Seefisch contra Süßwasserfisch
Es seien die Omega-3-Fettsäuren, die beim Karpfen zu selten genannt werden, erklärt Krappmann während eines Rundgangs durch seinen Betrieb. "Die Hochseefischerei ist werbetechnisch ganz anders aufgestellt", erklärt er den Image-Unterschied zu Lasten des Süßwasserfischs.
Drei Teiche erlebt so ein Karpfen in drei Jahren, bevor er geschlachtet wird. Aber auch der Lebendtransport, beispielsweise in die Gasthöfe des Umlandes, gelingt auf kurzen Wegen mittels eines Anhängers, auf dem sich drei Kammern befinden. In ihnen ist Süßwasser, bei dem der jeweilige Sauerstoffgehalt mit moderner Technik auf die Bedürfnisse der Fische eingestellt wird.
Das Abfischen und Umsetzen erfolgt, damit sich kein Faulschlamm in den Teichen bilden kann. Im ersten Teich verbringt der Karpfen seine Zeit bis zu einer Schwere von 50 Gramm. Im zweiten wird er dann ein halbes Pfund schwer und im dritten Teich 1500 Gramm. Dazwischen wird er zweimal abgefischt und zieht in ein Hälterbecken um. Dort herrschen andere Bedingungen, und das Wasser ist klarer, was sich auf den Geschmack des Fisches auswirkt. "Ein Karpfenteich ist ein geschlossenes und sich selbst erhaltendes System", sagt Krappmann und deutet auf einen leeren Teich. Dort gibt es Ablagerungen wie Fischausscheidungen oder zu Boden gesunkene Pflanzenreste. Aber sie werden mineralisiert, wenn die Sonne darauf scheint. Der Teich erhält sich seine eigenen Nährstoffe.
Der Winterteich ist tiefer, mindestens 1,5 Meter, erklärt Krappmann. Der Fisch brauche diese Tiefe, denn eine Eisdecke könne dick werden, sich herabsenken und auf diese Weise Sauerstoff entziehen.
Vom Leben unter der Eisdecke
Aber der Stoffwechsel des Karpfens ist im Winter ohnehin ein anderer: nur zwei Kiemen- und zehn Herzschläge pro Minute machen die Reduziertheit deutlich. Aber "die kuscheln sich da unten zusammen", fährt der Fischwirt fort. Und es sei auch nicht so, dass da eine Monokultur herrsche. Durchaus können Hechte und Karpfen in einem Teich sein. Allerdings seien in dieser Polykultur die Hechte dann weitaus kleiner als die Karpfen.
Die Fischzucht hat am Obermain Tradition. Eine klösterliche noch dazu.
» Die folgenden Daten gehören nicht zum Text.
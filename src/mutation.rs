//! Write coordination.
//!
//! A [`Mutation`] sends a write and, once the server accepts it, invalidates
//! every cache domain it touches. Active queries in those domains then
//! refetch on their own.

use std::fmt;
use std::sync::Arc;
use std::sync::atomic::{AtomicUsize, Ordering};

use futures::FutureExt;
use futures::StreamExt;
use futures::future::BoxFuture;
use futures::stream::BoxStream;
use serde_json::Value;
use tokio::sync::watch;
use tokio_stream::wrappers::WatchStream;
use tracing::debug;

use crate::client::Client;
use crate::error::FetchError;
use crate::options::{Overrides, RequestOptions, merge_onto};
use crate::state::FetchState;

/// The method used by mutations that set none.
pub const DEFAULT_MUTATION_METHOD: &str = "POST";

/// Configuration of a single mutation.
#[derive(Debug, Clone, Default, PartialEq, Eq)]
pub struct MutationOptions {
    /// Domains invalidated after every successful call.
    pub domains: Vec<String>,
    /// Overrides the client's base URL.
    pub base_url: Option<String>,
    /// Applied on top of the client's options.
    pub fetch_options: Option<RequestOptions>,
}

impl MutationOptions {
    /// Creates options for a mutation invalidating `domains`.
    pub fn new<I, D>(domains: I) -> Self
    where
        I: IntoIterator<Item = D>,
        D: Into<String>,
    {
        Self {
            domains: domains.into_iter().map(Into::into).collect(),
            ..Self::default()
        }
    }

    #[must_use]
    pub fn with_base_url(mut self, base_url: impl Into<String>) -> Self {
        self.base_url = Some(base_url.into());
        self
    }

    #[must_use]
    pub fn with_fetch_options(mut self, fetch_options: RequestOptions) -> Self {
        self.fetch_options = Some(fetch_options);
        self
    }
}

struct MutationInner {
    client: Client,
    path: String,
    options: MutationOptions,
    state: watch::Sender<FetchState>,
    /// Calls issued and not yet settled.
    pending: AtomicUsize,
}

impl MutationInner {
    fn request(&self, overrides: &Overrides) -> (String, RequestOptions) {
        let url = self.client.resolve_url(
            overrides
                .base_url
                .as_deref()
                .or(self.options.base_url.as_deref()),
            overrides.url.as_deref().unwrap_or(&self.path),
        );
        let mut options = merge_onto(
            &self.client.config().options_layer(),
            &overrides.layers_over(self.options.fetch_options.as_ref()),
        );
        let method = overrides
            .method
            .clone()
            .or_else(|| options.method.take())
            .unwrap_or_else(|| DEFAULT_MUTATION_METHOD.to_string());
        options.method = Some(method);
        (url, options)
    }

    fn settle(&self, result: &Result<Value, FetchError>) {
        if result.is_ok() {
            self.client.clear_domains(&self.options.domains);
        }
        let fetching = self.pending.fetch_sub(1, Ordering::SeqCst) > 1;
        self.state.send_modify(|state| {
            state.fetching = fetching;
            match result {
                Ok(data) => {
                    state.data = Some(data.clone());
                    state.error = None;
                }
                Err(e) => {
                    debug!(path = %self.path, error = %e, "mutation failed");
                    state.error = Some(e.clone());
                }
            }
        });
    }
}

/// A write bound to one URL.
///
/// Clones share the same state.
///
/// # Example
///
/// ```rust,no_run
/// use refetch::prelude::*;
/// use refetch::transport::mock::MockTransport;
///
/// # async fn run() -> Result<(), FetchError> {
/// let client = Client::new(MockTransport::new());
/// let create = client.mutation(
///     "/posts",
///     MutationOptions::new(["posts"])
///         .with_fetch_options(RequestOptions::new().with_body(r#"{"title":"hi"}"#)),
/// );
///
/// let created = create.invoke(Overrides::default()).await?;
/// println!("{created}");
/// # Ok(())
/// # }
/// ```
#[derive(Clone)]
pub struct Mutation {
    inner: Arc<MutationInner>,
}

impl Mutation {
    pub(crate) fn new(client: Client, path: String, options: MutationOptions) -> Self {
        let (state, _) = watch::channel(FetchState::default());
        Self {
            inner: Arc::new(MutationInner {
                client,
                path,
                options,
                state,
                pending: AtomicUsize::new(0),
            }),
        }
    }

    /// Sends the write, applying `overrides` to this call only.
    ///
    /// The method is the override's, else the configured one, else `POST`.
    /// Writes are never deduplicated. On success the mutation's domains are
    /// invalidated before the returned future resolves; the write also
    /// completes when the future is dropped.
    ///
    /// # Errors
    ///
    /// Resolves to the failure also recorded in [`FetchState::error`].
    ///
    /// # Panics
    ///
    /// Panics when called outside a Tokio runtime.
    pub fn invoke(&self, overrides: Overrides) -> BoxFuture<'static, Result<Value, FetchError>> {
        let inner = Arc::clone(&self.inner);
        let (url, options) = inner.request(&overrides);
        debug!(%url, method = options.method(), "mutation sending");

        inner.pending.fetch_add(1, Ordering::SeqCst);
        inner
            .state
            .send_if_modified(|state| !std::mem::replace(&mut state.fetching, true));

        let response = inner.client.execute_request(&url, &options);
        let task = tokio::spawn(async move {
            let result = response.await;
            inner.settle(&result);
            result
        });
        async move {
            task.await
                .unwrap_or_else(|e| Err(FetchError::Interrupted(e.to_string())))
        }
        .boxed()
    }

    /// Clears `data` and `error`. `fetching` keeps reflecting pending calls.
    pub fn reset(&self) {
        self.inner.state.send_modify(|state| {
            state.data = None;
            state.error = None;
        });
    }

    #[must_use]
    pub fn state(&self) -> FetchState {
        self.inner.state.borrow().clone()
    }

    #[must_use]
    pub fn subscribe(&self) -> watch::Receiver<FetchState> {
        self.inner.state.subscribe()
    }

    /// Returns the current state followed by every change.
    #[must_use]
    pub fn stream(&self) -> BoxStream<'static, FetchState> {
        WatchStream::new(self.subscribe()).boxed()
    }
}

impl fmt::Debug for Mutation {
    fn fmt(&self, f: &mut fmt::Formatter<'_>) -> fmt::Result {
        f.debug_struct("Mutation")
            .field("path", &self.inner.path)
            .field("options", &self.inner.options)
            .field("state", &*self.inner.state.borrow())
            .finish_non_exhaustive()
    }
}

#[cfg(test)]
mod tests {
    use super::*;
    use crate::config::ClientConfig;
    use crate::transport::mock::{MockReply, MockTransport};
    use serde_json::json;

    fn setup() -> (Client, MockTransport) {
        let mock = MockTransport::new();
        let client = Client::with_config(
            mock.clone(),
            ClientConfig::new()
                .with_base_url("http://api")
                .with_fetch_options(RequestOptions::new().with_header("x-app", "test")),
        );
        (client, mock)
    }

    #[tokio::test]
    async fn test_invoke_defaults_to_post() {
        let (client, mock) = setup();
        mock.respond("http://api/posts", 201, json!({ "id": 7 }));
        let mutation = client.mutation(
            "/posts",
            MutationOptions::new(["posts"])
                .with_fetch_options(RequestOptions::new().with_body("{\"title\":\"t\"}")),
        );

        let created = mutation.invoke(Overrides::default()).await;
        assert_eq!(created, Ok(json!({ "id": 7 })));

        let call = &mock.calls()[0];
        assert_eq!(call.options.method(), "POST");
        assert_eq!(call.options.body.as_deref(), Some("{\"title\":\"t\"}"));
        assert_eq!(call.options.headers.get("x-app").map(String::as_str), Some("test"));

        let state = mutation.state();
        assert!(!state.fetching);
        assert_eq!(state.data, Some(json!({ "id": 7 })));
    }

    #[tokio::test]
    async fn test_configured_and_override_methods() {
        let (client, mock) = setup();
        mock.respond("http://api/posts/1", 200, json!({}));
        let mutation = client.mutation(
            "/posts/1",
            MutationOptions::new(["posts"])
                .with_fetch_options(RequestOptions::new().with_method("PUT")),
        );

        mutation.invoke(Overrides::default()).await.expect("put succeeds");
        mutation
            .invoke(Overrides::new().with_method("DELETE"))
            .await
            .expect("delete succeeds");

        let methods: Vec<String> = mock
            .calls()
            .iter()
            .map(|call| call.options.method().to_string())
            .collect();
        assert_eq!(methods, ["PUT", "DELETE"]);
    }

    #[tokio::test]
    async fn test_success_invalidates_domains_before_resolving() {
        let (client, mock) = setup();
        mock.respond("http://api/posts", 201, json!({}));
        client.add_response("http://api/posts", json!([]), ["posts"]);
        client.add_response("http://api/users", json!([]), ["users"]);

        let mutation = client.mutation("/posts", MutationOptions::new(["posts"]));
        mutation.invoke(Overrides::default()).await.expect("succeeds");

        let cache = client.cache();
        assert!(cache.get("http://api/posts").expect("cached").refetch);
        assert!(!cache.get("http://api/users").expect("cached").refetch);
    }

    #[tokio::test]
    async fn test_failure_leaves_cache_untouched() {
        let (client, mock) = setup();
        mock.respond("http://api/posts", 422, json!({ "field": "title" }));
        client.add_response("http://api/posts", json!([]), ["posts"]);
        let before = client.cache();

        let mutation = client.mutation("/posts", MutationOptions::new(["posts"]));
        let err = mutation
            .invoke(Overrides::default())
            .await
            .expect_err("rejected");

        assert_eq!(err.status(), Some(422));
        assert_eq!(err.body(), Some(&json!({ "field": "title" })));
        assert!(Arc::ptr_eq(&before, &client.cache()));

        let state = mutation.state();
        assert!(!state.fetching);
        assert_eq!(state.error, Some(err));
        assert_eq!(state.data, None);
    }

    #[tokio::test]
    async fn test_writes_are_not_deduplicated() {
        let (client, mock) = setup();
        mock.respond("http://api/posts", 201, json!({}));
        mock.hold();
        let mutation = client.mutation("/posts", MutationOptions::new(["posts"]));

        let first = mutation.invoke(Overrides::default());
        let second = mutation.invoke(Overrides::default());
        assert_eq!(mock.call_count(), 2);
        assert!(mutation.state().fetching);

        mock.release();
        first.await.expect("first succeeds");
        second.await.expect("second succeeds");
        assert!(!mutation.state().fetching);
    }

    #[tokio::test]
    async fn test_dropped_future_still_completes() {
        let (client, mock) = setup();
        mock.respond("http://api/posts", 201, json!({ "id": 1 }));
        mock.hold();
        client.add_response("http://api/posts", json!([]), ["posts"]);
        let mutation = client.mutation("/posts", MutationOptions::new(["posts"]));

        drop(mutation.invoke(Overrides::default()));
        mock.release();

        let mut states = mutation.subscribe();
        states
            .wait_for(|state| !state.fetching)
            .await
            .expect("state channel open");
        assert!(client.cache().get("http://api/posts").expect("cached").refetch);
    }

    #[tokio::test]
    async fn test_error_then_success_clears_error() {
        let (client, mock) = setup();
        mock.respond_once("http://api/posts", MockReply::Fail("offline".to_string()));
        mock.respond("http://api/posts", 201, json!({ "ok": true }));
        let mutation = client.mutation("/posts", MutationOptions::default());

        assert!(mutation.invoke(Overrides::default()).await.is_err());
        assert!(mutation.state().error.is_some());

        mutation.invoke(Overrides::default()).await.expect("retry succeeds");
        let state = mutation.state();
        assert!(state.error.is_none());
        assert_eq!(state.data, Some(json!({ "ok": true })));
    }

    #[tokio::test]
    async fn test_reset() {
        let (client, mock) = setup();
        mock.respond("http://api/posts", 201, json!({}));
        let mutation = client.mutation("/posts", MutationOptions::default());
        mutation.invoke(Overrides::default()).await.expect("succeeds");

        mutation.reset();
        assert_eq!(mutation.state(), FetchState::default());
    }
}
Die ältesten Weiher in Seehof gehörten einst den Zisterziensern aus Langheim, und was diese Mönche über Fischzucht, Ablaufsysteme und das Bewirtschaften von Teichen wussten, verblüfft Krappmann immer wieder. Der Karpfen ist nämlich ein schuppiges Tier, die Mönche aber verstanden, ihn zum Spiegelkarpfen zu züchten, bei dem nur noch entlang der Rückenflosse Schuppen zu entdecken sind.
Und noch etwas macht Staunen: die unterschiedlichen regionalen Gepflogenheiten hinsichtlich des Weihnachts- oder Silvesterkarpfens: So soll im nördlichen Franken der Genuss bei 1,5 Kilogramm liegen, im südlichen Franken bei bevorzugten 1,2 Kilogramm und in Thüringen gar bei nur einem Kilogramm.
Aber da der Karpfen ohnehin kein Bindegewebe habe, werde er sowieso nicht zäh, versichert Krappmann. Und dann erzählt er noch davon, dass der fränkische Karpfen von den Mönchen extra so gezüchtet worden sei, dass er auf den Teller passt - denn während der Fastenzeit, so war die Regel, durfte nur das verzehrt werden, was nicht über den Tellerrand hinausragt.